Легко заметить, что все три приведенные выше цитаты посвящены Раскольникову, передают его внутреннее состояние. Однако насколько они разные! Первая («Теперь же письмо…») – это объективированное повествование. О мыслях героя говорит автор. Поэтому все происходящее передается в третьем лице. Тем не менее авторская речь отнюдь не отличается по эмоциям от ощущений Раскольникова. Достоевский не знал спокойной интонации. Речь автора «Преступления и наказания» взволнованна, экспрессивна, почти тороплива («Сейчас же, и поскорее…»; «во что бы то ни стало…»). Повествователь смыкается со своим героем и постоянно как бы воспроизводит внутренний его монолог.

Второй отрывок («Или отказаться…») – прямая речь Раскольникова. Он переходит на крик ( иногда этот крик сосредоточен в его сознании), выражая нечто главное, поворотное в процессе мышления. Здесь усиление отдельных элементов активно нарастает, вступают в права восклицательные конструкции.

Третья цитата («Ясно, что тут не кто иной…») опять будто бы возвращает нас к повествованию от третьего лица. Между тем эта форма особого характера. Раскольников сам говорит о себе, но как бы со стороны, как бы обобщая свое положение. Сбивчивость выражения предельная, быстрота перемещения с предмета на предмет - тоже.

Вот они – три образца повествования. В романе есть и промежуточные варианты. А разработаны они для того, чтобы наэлектризовать восприятие читателя, запечатлеть буйные состояния духа, вызвать к ним сочувствие.

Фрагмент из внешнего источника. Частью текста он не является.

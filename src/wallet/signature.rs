// src/wallet/signature.rs
//! Signature recovery.
//!
//! Signatures are 65-byte `r || s || v` ECDSA (secp256k1) signatures over an
//! Ethereum personal message, hex encoded with a `0x` prefix. Verification
//! never compares public keys directly: it recovers the signer's address and
//! compares it with the claimed one.

use crate::error::SignatureError;
use crate::models::challenge::Challenge;
use crate::utils::crypto::checksum_address;
use crate::utils::serialization::to_canonical_string;
use ethers::types::Signature;
use serde::Serialize;
use serde_json::Value;
use std::str::FromStr;

/// Parses a hex signature, with or without `0x`.
pub fn parse_signature(signature: &str) -> Result<Signature, SignatureError> {
    Signature::from_str(signature).map_err(|_| SignatureError::InvalidSignature(signature.to_string()))
}

/// Recovers the checksummed address that signed `message` as a personal message.
pub fn recover_signer(message: &str, signature: &str) -> Result<String, SignatureError> {
    let parsed = parse_signature(signature)?;
    let address = parsed
        .recover(message)
        .map_err(|e| SignatureError::InvalidSignature(e.to_string()))?;
    Ok(checksum_address(&address))
}

/// Recovers the signer of the canonical JSON form of `payload`.
pub fn recover_canonical_signer<T: Serialize + ?Sized>(
    payload: &T,
    signature: &str,
) -> Result<String, SignatureError> {
    recover_signer(&to_canonical_string(payload)?, signature)
}

/// Recovers the signer of `message`.
///
/// With `canonicalize`, `message` is parsed as JSON and its canonical form is
/// what gets checked; otherwise the text is checked as-is.
pub fn recover_address_from_signature(
    message: &str,
    signature: &str,
    canonicalize: bool,
) -> Result<String, SignatureError> {
    if canonicalize {
        let value: Value = serde_json::from_str(message)?;
        recover_canonical_signer(&value, signature)
    } else {
        recover_signer(message, signature)
    }
}

/// Exact comparison of a claimed signer with a recovered one.
pub fn signature_matches(claimed_holder: &str, recovered: &str) -> bool {
    claimed_holder == recovered
}

/// `true` if `signature` over the canonical form of `payload` was made by
/// `claimed_holder`. Unparseable signatures simply do not match.
pub fn verify_canonical<T: Serialize + ?Sized>(payload: &T, claimed_holder: &str, signature: &str) -> bool {
    match to_canonical_string(payload) {
        Ok(message) => verify_message(&message, claimed_holder, signature),
        Err(err) => {
            log::debug!("payload of {} could not be serialized: {}", claimed_holder, err);
            false
        }
    }
}

/// `true` if `signature` over exactly `message` was made by `claimed_holder`.
pub fn verify_message(message: &str, claimed_holder: &str, signature: &str) -> bool {
    match recover_signer(message, signature) {
        Ok(recovered) if signature_matches(claimed_holder, &recovered) => true,
        Ok(recovered) => {
            log::debug!(
                "signature of {} does not match recovered address {}",
                claimed_holder,
                recovered
            );
            false
        }
        Err(err) => {
            log::debug!("signature of {} could not be recovered: {}", claimed_holder, err);
            false
        }
    }
}

/// Checks that a challenge is well formed and signed by its `public_key`.
pub fn verify_challenge(challenge: &Challenge) -> bool {
    if !challenge.is_consistent() {
        return false;
    }
    matches!(
        recover_signer(&challenge.challenge, &challenge.signature),
        Ok(recovered) if signature_matches(&challenge.public_key, &recovered)
    )
}

#[cfg(test)]
mod tests {
    use super::*;
    use serde_json::json;

    // Personal-message signature of "Some data" by
    // 0x4c0883a69102937d6231471b5dbb6204fe5129617082792ae468d01a3f362318
    const KNOWN_SIGNATURE: &str = "0xb91467e570a6466aa9e9876cbcd013baba02900b8979d43fe208a4a4f339f5fd6007e74cd82e037b800186422fc2da167c747ef045e5d18a5f5d4300f8e1a0291c";
    const KNOWN_ADDRESS: &str = "0x2c7536E3605D9C16a7a3D7b1898e529396a65c23";

    #[test]
    fn test_recovers_wallet_compatible_signature() {
        assert_eq!(recover_signer("Some data", KNOWN_SIGNATURE).unwrap(), KNOWN_ADDRESS);
        assert_ne!(recover_signer("Some data!", KNOWN_SIGNATURE).unwrap(), KNOWN_ADDRESS);
    }

    #[test]
    fn test_invalid_signature_is_an_error_not_a_panic() {
        assert!(matches!(
            recover_signer("Some data", "0x1234"),
            Err(SignatureError::InvalidSignature(_))
        ));
        assert!(recover_signer("Some data", "not hex").is_err());
        assert!(!verify_canonical(&json!({}), KNOWN_ADDRESS, "0x00"));
        assert!(verify_message("Some data", KNOWN_ADDRESS, KNOWN_SIGNATURE));
        assert!(!verify_message("Some data", KNOWN_ADDRESS, "0x00"));
    }

    #[test]
    fn test_recover_address_with_and_without_canonical_form() {
        assert_eq!(
            recover_address_from_signature("Some data", KNOWN_SIGNATURE, false).unwrap(),
            KNOWN_ADDRESS
        );
        assert!(matches!(
            recover_address_from_signature("Some data", KNOWN_SIGNATURE, true),
            Err(SignatureError::Serialization(_))
        ));
        assert_eq!(
            recover_address_from_signature(r#"{"b":1,"a":2}"#, KNOWN_SIGNATURE, true).unwrap(),
            recover_signer(r#"{"a":2,"b":1}"#, KNOWN_SIGNATURE).unwrap()
        );
    }

    #[test]
    fn test_signature_matches_is_exact() {
        assert!(signature_matches(KNOWN_ADDRESS, KNOWN_ADDRESS));
        assert!(!signature_matches(&KNOWN_ADDRESS.to_lowercase(), KNOWN_ADDRESS));
    }
}
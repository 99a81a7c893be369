// src/blockchain/mod.rs
//! Read-only access to an EVM JSON-RPC endpoint.

pub mod evm_client;
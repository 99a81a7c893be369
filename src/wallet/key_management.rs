// src/wallet/key_management.rs
//! Signing facility for holders, issuers and relying parties.
//!
//! Every structured payload is canonicalized before signing so the verifier,
//! which canonicalizes too, rebuilds exactly the signed bytes. Holder groups
//! use [`CredentialObject::group_signing_text`]. Uses:
//! - secp256k1 keys (via the `k256` crate)
//! - Ethereum personal-message hashing and signatures (via `ethers`)

use crate::error::SignatureError;
use crate::models::challenge::Challenge;
use crate::models::credential::{Credential, Proof, ProofObject};
use crate::models::credential_object::{CredentialKeyObject, CredentialObject};
use crate::models::requested::RequestedCredentials;
use crate::utils::crypto::checksum_address;
use crate::utils::serialization::to_canonical_string;
use ethers::signers::{LocalWallet, Signer};
use ethers::utils::{hash_message, hex};
use k256::ecdsa::SigningKey;
use serde::Serialize;

/// Holds one private key and signs with it.
///
/// Key generation is not part of this crate: keys come from the caller's
/// wallet as hex or as a `k256` signing key.
#[derive(Clone)]
pub struct KeyManager {
    wallet: LocalWallet,
}

impl KeyManager {
    /// Creates a key manager from a hex private key (with or without `0x`).
    pub fn from_private_key(private_key: &str) -> Result<Self, SignatureError> {
        let digits = private_key.strip_prefix("0x").unwrap_or(private_key);
        let bytes = hex::decode(digits).map_err(|e| SignatureError::InvalidPrivateKey(e.to_string()))?;
        let signing_key =
            SigningKey::from_slice(&bytes).map_err(|e| SignatureError::InvalidPrivateKey(e.to_string()))?;
        Ok(Self::from_signing_key(signing_key))
    }

    pub fn from_signing_key(signing_key: SigningKey) -> Self {
        KeyManager {
            wallet: LocalWallet::from(signing_key),
        }
    }

    /// Checksummed address of this key: its public identity.
    pub fn address(&self) -> String {
        checksum_address(&self.wallet.address())
    }

    /// Signs `message` as-is as an Ethereum personal message.
    pub fn sign_message(&self, message: &str) -> Result<String, SignatureError> {
        let signature = self
            .wallet
            .sign_hash(hash_message(message))
            .map_err(|e| SignatureError::Signing(e.to_string()))?;
        Ok(format!("0x{}", hex::encode(signature.to_vec())))
    }

    /// Canonicalizes, serializes and signs `payload`.
    pub fn sign<T: Serialize + ?Sized>(&self, payload: &T) -> Result<String, SignatureError> {
        self.sign_message(&to_canonical_string(payload)?)
    }

    /// Issuer side: attaches a fresh proof to `credential` and signs it.
    pub fn sign_credential(&self, credential: &mut Credential, nonce: i64) -> Result<(), SignatureError> {
        credential.proof = Some(Proof::new(self.address(), nonce));
        let signature = self.sign(credential)?;
        if let Some(proof) = credential.proof.as_mut() {
            proof.signature = Some(signature);
        }
        Ok(())
    }

    /// Holder side: signs one provider group of a bundle.
    pub fn sign_credential_group(
        &self,
        provider: &str,
        group: &mut CredentialKeyObject,
        nonce: i64,
    ) -> Result<(), SignatureError> {
        group.proof = Some(Proof::new(self.address(), nonce));
        let signature = self.sign_message(&CredentialObject::group_signing_text(provider, group)?)?;
        if let Some(proof) = group.proof.as_mut() {
            proof.signature = Some(signature);
        }
        Ok(())
    }

    /// Holder side: signs every provider group of a bundle.
    pub fn sign_credential_object(&self, bundle: &mut CredentialObject, nonce: i64) -> Result<(), SignatureError> {
        for (provider, group) in bundle.credentials.iter_mut() {
            self.sign_credential_group(provider, group, nonce)?;
        }
        Ok(())
    }

    /// Relying-party side: signs a data request.
    pub fn sign_requested_credentials(
        &self,
        requested: &mut RequestedCredentials,
        nonce: i64,
    ) -> Result<(), SignatureError> {
        requested.proof = Some(Proof::new(self.address(), nonce));
        let signature = self.sign(requested)?;
        if let Some(proof) = requested.proof.as_mut() {
            proof.signature = Some(signature);
        }
        Ok(())
    }

    /// Signs a document proof-object.
    pub fn sign_proof_object(&self, object: &mut ProofObject, nonce: i64) -> Result<(), SignatureError> {
        object.proof = Some(Proof::new(self.address(), nonce));
        let signature = self.sign(object)?;
        if let Some(proof) = object.proof.as_mut() {
            proof.signature = Some(signature);
        }
        Ok(())
    }

    /// Builds and signs a handshake challenge for `did` at `host`.
    pub fn generate_challenge(&self, did: &str, host: &str, unix_seconds: i64) -> Result<Challenge, SignatureError> {
        let public_key = self.address();
        let timestamp = unix_seconds.to_string();
        let challenge = Challenge::compose(&public_key, did, host, &timestamp);
        let signature = self.sign_message(&challenge)?;
        Ok(Challenge {
            did: did.to_string(),
            public_key,
            endpoint: host.to_string(),
            timestamp,
            challenge,
            signature,
        })
    }
}

/// Checksummed address belonging to a hex private key.
pub fn private_key_to_address(private_key: &str) -> Result<String, SignatureError> {
    Ok(KeyManager::from_private_key(private_key)?.address())
}

#[cfg(test)]
mod tests {
    use super::*;
    use crate::models::credential::{DateValue, DocumentReference, DocumentSubject};
    use crate::wallet::signature::{recover_canonical_signer, recover_signer, verify_canonical, verify_challenge};
    use serde_json::json;

    const KNOWN_KEY: &str = "0x4c0883a69102937d6231471b5dbb6204fe5129617082792ae468d01a3f362318";

    fn random_key() -> KeyManager {
        KeyManager::from_signing_key(SigningKey::random(&mut rand::thread_rng()))
    }

    #[test]
    fn test_known_key_matches_wallets() {
        let key = KeyManager::from_private_key(KNOWN_KEY).unwrap();
        assert_eq!(key.address(), "0x2c7536E3605D9C16a7a3D7b1898e529396a65c23");
        assert_eq!(
            key.sign_message("Some data").unwrap(),
            "0xb91467e570a6466aa9e9876cbcd013baba02900b8979d43fe208a4a4f339f5fd6007e74cd82e037b800186422fc2da167c747ef045e5d18a5f5d4300f8e1a0291c"
        );
        assert_eq!(private_key_to_address(&KNOWN_KEY[2..]).unwrap(), key.address());
    }

    #[test]
    fn test_rejects_bad_private_keys() {
        assert!(KeyManager::from_private_key("0x1234").is_err());
        assert!(KeyManager::from_private_key("zz").is_err());
    }

    #[test]
    fn test_sign_recover_round_trip_is_order_independent() {
        let key = random_key();
        let payload = json!({"b": 1, "A": {"y": true, "x": [2, 1]}});
        let reordered = json!({"A": {"x": [2, 1], "y": true}, "b": 1});
        let signature = key.sign(&payload).unwrap();

        assert_eq!(recover_canonical_signer(&reordered, &signature).unwrap(), key.address());
        assert!(verify_canonical(&payload, &key.address(), &signature));
        assert!(!verify_canonical(&json!({"b": 2, "A": {"y": true, "x": [2, 1]}}), &key.address(), &signature));
    }

    #[test]
    fn test_signed_requested_credentials_verify_without_signature() {
        let key = random_key();
        let mut requested = RequestedCredentials {
            id: Some("did:didux:0x5aAeb6053F3E94C9b9A09f33669435E7Ef1BeAed".into()),
            ..Default::default()
        };
        key.sign_requested_credentials(&mut requested, 1_700_000_000_000).unwrap();

        let proof = requested.proof.clone().unwrap();
        let mut unsigned = requested.clone();
        unsigned.proof = Some(proof.without_signature());
        assert_eq!(proof.holder, key.address());
        assert!(verify_canonical(&unsigned, &proof.holder, proof.signature.as_deref().unwrap()));
    }

    #[test]
    fn test_signed_proof_object_recovers_its_holder() {
        let key = random_key();
        let mut object = ProofObject {
            credential_subject: DocumentSubject {
                credential: DocumentReference {
                    description: "Employment contract".into(),
                    hash: "0x9c22ff5f21f0b81b113e63f7db6da94fedef11b2119b4088b89664fb9a3cb658".into(),
                    link: "https://proofme.id/documents/1".into(),
                    template: None,
                    kind: "CONTRACT".into(),
                },
            },
            expiration_date: DateValue::Text("2030-01-01T00:00:00.000Z".into()),
            id: None,
            issuance_date: Some(1_700_000_000_000),
            proof: None,
            tx_hash: None,
            types: vec!["VerifiableCredential".into(), "CONTRACT".into()],
            verified: None,
            version: "1.0.0".into(),
        };
        key.sign_proof_object(&mut object, 1_700_000_000_000).unwrap();

        let proof = object.proof.clone().unwrap();
        let mut unsigned = object.clone();
        unsigned.proof = Some(proof.without_signature());
        assert_eq!(
            recover_canonical_signer(&unsigned, proof.signature.as_deref().unwrap()).unwrap(),
            key.address()
        );

        unsigned.credential_subject.credential.hash = "0x00".into();
        assert!(!verify_canonical(&unsigned, &key.address(), proof.signature.as_deref().unwrap()));
    }

    #[test]
    fn test_challenge_round_trip() {
        let key = random_key();
        let challenge = key
            .generate_challenge("did:didux:0x5aAeb6053F3E94C9b9A09f33669435E7Ef1BeAed", "proofme.id", 1_700_000_000)
            .unwrap();
        assert_eq!(
            challenge.challenge,
            format!("{}-did:didux:0x5aAeb6053F3E94C9b9A09f33669435E7Ef1BeAed-proofme.id-1700000000", key.address())
        );
        assert_eq!(recover_signer(&challenge.challenge, &challenge.signature).unwrap(), key.address());
        assert!(verify_challenge(&challenge));

        let mut tampered = challenge.clone();
        tampered.endpoint = "evil.example".into();
        assert!(!verify_challenge(&tampered));
    }
}
// src/wallet/mod.rs
//! Signing facility and signature recovery.

pub mod key_management;
pub mod signature;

И писатель достигает желаемого. Мы не столько следим за событиями, сколько за внутренними потрясениями главного персонажа. Немудрено, именно они делают доброго, отзывчивого человека преступником.

Муки Раскольникова продолжаются: он понимает, что если он не решится на убийство сейчас, то не совершит его никогда. И, преодолевая страх, отвращение, сознание безумства того, что он задумал, отправляется к старухе процентщице.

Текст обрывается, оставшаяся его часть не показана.